//! Point-value evaluation and the per-element field helpers
//!
//! `point_values` is the workhorse behind line integrals and interactive
//! probing: given a location it reports potential, flux density, field
//! intensity, current density, permeability, energy density and loss
//! densities, honoring the DC, time-harmonic and incremental permeability
//! models.

use num_complex::Complex64;

use crate::post::PostProcessor;
use crate::units::{PrevType, ProblemType, MU0};

/// Field quantities at one point
#[derive(Debug, Clone, Copy, Default)]
pub struct PointValues {
    /// Vector potential (planar: Wb/m, axisymmetric: total flux Wb)
    pub a: Complex64,
    /// Flux density, T
    pub b1: Complex64,
    pub b2: Complex64,
    /// Permeability tensor (relative); `mu12` is the off-diagonal term of
    /// incremental problems
    pub mu1: Complex64,
    pub mu2: Complex64,
    pub mu12: Complex64,
    /// Field intensity, A/m
    pub h1: Complex64,
    pub h2: Complex64,
    /// Source and eddy current densities, MA/m^2
    pub js: Complex64,
    pub je: Complex64,
    /// Loss-related conductivity, MS/m
    pub c: f64,
    /// Energy density, J/m^3
    pub e: f64,
    /// Hysteresis and eddy loss densities, W/m^3
    pub ph: f64,
    pub pe: f64,
    /// Fill factor of the containing region (negative: solid)
    pub ff: f64,
    /// PM demagnetizing field subtracted from H
    pub hc: Complex64,
}

impl PostProcessor {
    /// Permeability correction for the axisymmetric external (Kelvin
    /// transformation) region; the permeability of element `k` gets
    /// divided by this factor
    pub(crate) fn aecf(&self, k: usize) -> f64 {
        if self.problem_type != ProblemType::Axisymmetric {
            return 1.0;
        }
        if !self.labels[self.elements[k].lbl].is_external {
            return 1.0;
        }
        let r = (self.elements[k].ctr - Complex64::new(0.0, self.ext_zo)).norm();
        (r * r * self.ext_ri) / (self.ext_ro * self.ext_ro * self.ext_ro)
    }

    /// AC permeability of element `k`, including wound-region
    /// homogenization and the external-region correction
    pub(crate) fn get_mu_ac(&self, b1: Complex64, b2: Complex64, k: usize) -> (Complex64, Complex64) {
        let (mut mu1, mut mu2) = if self.materials[self.elements[k].blk].lam_type.is_wound() {
            let mu = self.labels[self.elements[k].lbl].mu;
            (mu, mu)
        } else {
            self.materials[self.elements[k].blk].get_mu_ac(b1, b2)
        };
        let aecf = self.aecf(k);
        mu1 /= aecf;
        mu2 /= aecf;
        (mu1, mu2)
    }

    /// DC permeability of element `k` with the external-region correction
    pub(crate) fn get_mu_dc(&self, b1: f64, b2: f64, k: usize) -> (f64, f64) {
        let (mut mu1, mut mu2) = self.materials[self.elements[k].blk].get_mu_dc(b1, b2);
        let aecf = self.aecf(k);
        mu1 /= aecf;
        mu2 /= aecf;
        (mu1, mu2)
    }

    /// AC field intensity of element `k`
    pub(crate) fn get_h_ac(&self, b1: Complex64, b2: Complex64, k: usize) -> (Complex64, Complex64) {
        let (mu1, mu2) = self.get_mu_ac(b1, b2, k);
        (b1 / (mu1 * MU0), b2 / (mu2 * MU0))
    }

    /// Interpolated flux density at (x, y) inside element `k`: smoothed
    /// nodal values when smoothing is on, the element average otherwise
    pub(crate) fn get_point_b(&self, x: f64, y: f64, k: usize) -> (Complex64, Complex64) {
        let e = &self.elements[k];
        if !self.config.smoothing {
            return (e.b1, e.b2);
        }
        let t = self.tri_coeffs(k);
        let mut b1 = Complex64::new(0.0, 0.0);
        let mut b2 = Complex64::new(0.0, 0.0);
        for i in 0..3 {
            let w = (t.a[i] + t.b[i] * x + t.c[i] * y) / t.da;
            b1 += e.b1n[i] * w;
            b2 += e.b2n[i] * w;
        }
        (b1, b2)
    }

    /// Current density in element `k` with contributions from all sources.
    ///
    /// Returns the element average and fills the per-vertex current
    /// density and potential. Units: J in A/m^2, A as stored (axisymmetric
    /// values divided down from 2*pi*r*A).
    pub(crate) fn get_ja(&self, k: usize) -> (Complex64, [Complex64; 3], [Complex64; 3]) {
        let e = &self.elements[k];
        let blk = e.blk;
        let lbl = e.lbl;
        let lc = self.lc();
        let axi = self.problem_type == ProblemType::Axisymmetric;

        let mut a = [Complex64::new(0.0, 0.0); 3];
        for i in 0..3 {
            if axi {
                let rn = self.mesh_nodes[e.p[i]].pos.x * lc;
                if (rn / lc).abs() < 1.0e-06 {
                    a[i] = Complex64::new(0.0, 0.0);
                } else {
                    a[i] = self.mesh_nodes[e.p[i]].a / (2.0 * std::f64::consts::PI * rn);
                }
            } else {
                a[i] = self.mesh_nodes[e.p[i]].a;
            }
        }

        let r = if axi { self.ctr(k).re * lc } else { 0.0 };

        let mut j = [self.materials[blk].j; 3];
        let mut j_avg = self.materials[blk].j;

        let mut c = self.materials[blk].cduct;
        if self.materials[blk].lam_d != 0.0
            && self.materials[blk].lam_type == crate::model::LamType::Plain
        {
            c = 0.0;
        }
        if self.labels[lbl].fill_factor > 0.0 {
            c = 0.0;
        }

        // eddy currents
        if self.frequency != 0.0 {
            let iw = Complex64::new(0.0, 2.0 * std::f64::consts::PI * self.frequency);
            for i in 0..3 {
                j[i] -= iw * c * a[i];
                j_avg -= iw * c * a[i] / 3.0;
            }
        }

        // circuit drive
        if self.labels[lbl].in_circuit.is_some() {
            match self.labels[lbl].source {
                crate::model::BlockSource::Voltage(dv) => {
                    if axi {
                        for i in 0..3 {
                            let rn = self.mesh_nodes[e.p[i]].pos.x;
                            if (rn / lc).abs() < 1.0e-06 {
                                j[i] -= c * dv / r;
                            } else {
                                j[i] -= c * dv / (rn * lc);
                            }
                        }
                        j_avg -= c * dv / r;
                    } else {
                        for i in 0..3 {
                            j[i] -= c * dv;
                        }
                        j_avg -= c * dv;
                    }
                }
                crate::model::BlockSource::Current(jc) => {
                    for i in 0..3 {
                        j[i] += jc;
                    }
                    j_avg += jc;
                }
                crate::model::BlockSource::None => {}
            }
        }

        // MA/m^2 -> A/m^2
        for i in 0..3 {
            j[i] *= 1.0e06;
        }
        (j_avg * 1.0e06, j, a)
    }

    /// Field quantities at (x, y), or `None` outside the mesh
    pub fn point_values(&self, x: f64, y: f64) -> Option<PointValues> {
        let k = self.in_triangle(x, y)?;
        Some(self.point_values_in_element(x, y, k))
    }

    /// Field quantities at (x, y), which must lie inside element `k`
    pub(crate) fn point_values_in_element(&self, x: f64, y: f64, k: usize) -> PointValues {
        let mut u = PointValues::default();
        let e = &self.elements[k];
        let t = self.tri_coeffs(k);
        let lc = self.lc();
        let axi = self.problem_type == ProblemType::Axisymmetric;
        let mat = &self.materials[e.blk];
        let lbl = &self.labels[e.lbl];
        let pi = std::f64::consts::PI;

        let r_avg = lc
            * (self.mesh_nodes[e.p[0]].pos.x
                + self.mesh_nodes[e.p[1]].pos.x
                + self.mesh_nodes[e.p[2]].pos.x)
            / 3.0;

        let (b1, b2) = self.get_point_b(x, y, k);
        u.b1 = b1;
        u.b2 = b2;
        u.ff = lbl.fill_factor;

        // potential: barycentric for planar, quadratic for axisymmetric
        if axi {
            let mut r = [0.0; 3];
            for i in 0..3 {
                r[i] = self.mesh_nodes[e.p[i]].pos.x;
            }
            let v = Self::axi_quadratic(
                self.mesh_nodes[e.p[0]].a,
                self.mesh_nodes[e.p[1]].a,
                self.mesh_nodes[e.p[2]].a,
                &r,
            );
            let p = (t.b[1] * x + t.c[1] * y + t.a[1]) / t.da;
            let q = (t.b[2] * x + t.c[2] * y + t.a[2]) / t.da;
            u.a = Self::axi_interpolate(&v, p, q);
        } else {
            let mut a = Complex64::new(0.0, 0.0);
            for i in 0..3 {
                a += self.mesh_nodes[e.p[i]].a * (t.a[i] + t.b[i] * x + t.c[i] * y) / t.da;
            }
            u.a = a;
        }
        if self.frequency == 0.0 {
            u.a.im = 0.0;
        }

        // permeability and field intensity
        if !self.is_incremental() {
            if self.frequency == 0.0 {
                let (mu1, mu2) = self.get_mu_dc(u.b1.re, u.b2.re, k);
                u.mu1 = mu1.into();
                u.mu2 = mu2.into();
                u.h1 = u.b1 / (mu1 * MU0);
                u.h2 = u.b2 / (mu2 * MU0);
            } else {
                let (mu1, mu2) = self.get_mu_ac(u.b1, u.b2, k);
                u.mu1 = mu1;
                u.mu2 = mu2;
                u.h1 = u.b1 / (mu1 * MU0);
                u.h2 = u.b2 / (mu2 * MU0);
            }
        } else {
            // permeability linearized about the previous operating point
            let b1p = e.b1p;
            let b2p = e.b2p;
            let b = (b1p * b1p + b2p * b2p).sqrt();
            let (muinc, murel) = self.get_mu_dc(b1p, b2p, k);

            if b == 0.0 {
                let mu = if self.frequency == 0.0 { muinc } else { murel };
                u.mu1 = mu.into();
                u.mu2 = mu.into();
                u.mu12 = Complex64::new(0.0, 0.0);
            } else if self.prev_type == PrevType::Incremental || self.frequency != 0.0 {
                u.mu1 = ((b1p * b1p * muinc + b2p * b2p * murel) / (b * b)).into();
                u.mu12 = ((b1p * b2p * (muinc - murel)) / (b * b)).into();
                u.mu2 = ((b2p * b2p * muinc + b1p * b1p * murel) / (b * b)).into();
            } else {
                // frozen permeability
                u.mu1 = murel.into();
                u.mu2 = murel.into();
                u.mu12 = Complex64::new(0.0, 0.0);
            }

            let det = u.mu12 * u.mu12 - u.mu1 * u.mu2;
            u.h1 = (u.b2 * u.mu12 - u.b1 * u.mu2) / (det * MU0);
            u.h2 = (u.b2 * u.mu1 - u.b1 * u.mu12) / (-det * MU0);
        }

        // current density
        u.js = if self.frequency == 0.0 {
            Complex64::new(mat.j.re, 0.0)
        } else {
            mat.j
        };
        if lbl.in_circuit.is_some() {
            match lbl.source {
                crate::model::BlockSource::Voltage(dv) => {
                    let o = if self.frequency == 0.0 {
                        Complex64::new(lbl.o.re, 0.0)
                    } else {
                        lbl.o
                    };
                    if axi {
                        let mut rw = 0.0;
                        for i in 0..3 {
                            let mut rn = self.mesh_nodes[e.p[i]].pos.x;
                            if rn < 1.0e-6 {
                                rn = r_avg;
                            } else {
                                rn *= lc;
                            }
                            rw += (1.0 / rn) * (t.a[i] + t.b[i] * x + t.c[i] * y) / t.da;
                        }
                        u.js -= o * dv * rw;
                    } else {
                        u.js -= o * dv;
                    }
                }
                crate::model::BlockSource::Current(jc) => u.js += jc,
                crate::model::BlockSource::None => {}
            }
        }

        if self.frequency == 0.0 {
            u.c = lbl.o.re;
            u.je = Complex64::new(0.0, 0.0);

            u.e = mat.do_energy_dc(u.b1.re, u.b2.re);

            // second-quadrant PM representation: shift H and correct the
            // stored energy
            if mat.h_c != 0.0 {
                u.hc = Complex64::from_polar(mat.h_c, pi * e.magdir / 180.0);
                u.h1 -= u.hc.re;
                u.h2 -= u.hc.im;

                if !mat.is_nonlinear() {
                    u.e = 0.5
                        * MU0
                        * (u.mu1.re * u.h1.re * u.h1.re + u.mu2.re * u.h2.re * u.h2.re);
                } else {
                    let b = Complex64::new(u.b1.re, u.b2.re);
                    u.e = u.e + mat.nrg
                        - mat.h_c * (b / Complex64::from_polar(1.0, pi * e.magdir / 180.0)).re;
                }

                if !self.config.shift_h {
                    u.h1 += u.hc.re;
                    u.h2 += u.hc.im;
                    u.hc = Complex64::new(0.0, 0.0);
                }
            }

            // local stored energy of wound regions
            if mat.lam_type.is_wound() {
                let j = u.js * 1.0e6;
                u.e += (j * j).re * lbl.o.im / 2.0;
            }

            u.ph = 0.0;
            u.pe = 0.0;
            return u;
        }

        // loss-related part of the conductivity only
        u.c = if mat.cduct != 0.0 {
            1.0 / (1.0 / lbl.o).re
        } else {
            0.0
        };
        if mat.lam_d != 0.0 {
            u.c = 0.0;
        }

        // eddy currents only exist in solid regions
        if lbl.fill_factor < 0.0 {
            u.je = -Complex64::i() * self.frequency * 2.0 * pi * u.c * u.a;
        }
        if axi {
            if x != 0.0 {
                u.je /= 2.0 * pi * x * lc;
            } else {
                u.je = Complex64::new(0.0, 0.0);
            }
        }

        let z = u.h1 * u.b1.conj() + u.h2 * u.b2.conj();
        u.e = 0.25 * z.re;

        if mat.lam_type.is_wound() {
            let j = u.js * 1.0e6;
            u.e += (j * j.conj()).re * ((1.0 / lbl.o).im / (2.0e6 * pi * self.frequency)) / 4.0;
        }

        u.ph = self.frequency * pi * z.im;
        u.pe = 0.0;
        if u.c != 0.0 {
            let j = u.js + u.je;
            u.pe = 1.0e06 * (j.re * j.re + j.im * j.im) / (u.c * 2.0);
        }

        u
    }

    /// Piecewise-constant magnetization of element `n`
    pub fn magnetization(&self, n: usize) -> (Complex64, Complex64) {
        let e = &self.elements[n];
        let b1 = e.b1;
        let b2 = e.b2;
        let mut hc = Complex64::new(0.0, 0.0);

        let (mu1, mu2): (Complex64, Complex64) = if self.frequency == 0.0 {
            let (m1, m2) = self.get_mu_dc(b1.re, b2.re, n);
            hc = Complex64::from_polar(
                self.materials[e.blk].h_c,
                e.magdir * std::f64::consts::PI / 180.0,
            );
            (m1.into(), m2.into())
        } else {
            self.get_mu_ac(b1, b2, n)
        };

        let m1 = b1 * (mu1 - 1.0) / (mu1 * MU0) + hc.re;
        let m2 = b2 * (mu2 - 1.0) / (mu2 * MU0) + hc.im;
        (m1, m2)
    }
}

....

▶ **How to complete this task**: Restate word for word the lines in the material above from the one with "total flux Wb)" to the one with "axisymmetric external (Kelvin"; both of those lines count, and nothing else does.

▶ **Exercise output**:
    /// Vector potential (planar: Wb/m, axisymmetric: total flux Wb)
    pub a: Complex64,
    /// Flux density, T
    pub b1: Complex64,
    pub b2: Complex64,
    /// Permeability tensor (relative); `mu12` is the off-diagonal term of
    /// incremental problems
    pub mu1: Complex64,
    pub mu2: Complex64,
    pub mu12: Complex64,
    /// Field intensity, A/m
    pub h1: Complex64,
    pub h2: Complex64,
    /// Source and eddy current densities, MA/m^2
    pub js: Complex64,
    pub je: Complex64,
    /// Loss-related conductivity, MS/m
    pub c: f64,
    /// Energy density, J/m^3
    pub e: f64,
    /// Hysteresis and eddy loss densities, W/m^3
    pub ph: f64,
    pub pe: f64,
    /// Fill factor of the containing region (negative: solid)
    pub ff: f64,
    /// PM demagnetizing field subtracted from H
    pub hc: Complex64,
}

impl PostProcessor {
    /// Permeability correction for the axisymmetric external (Kelvin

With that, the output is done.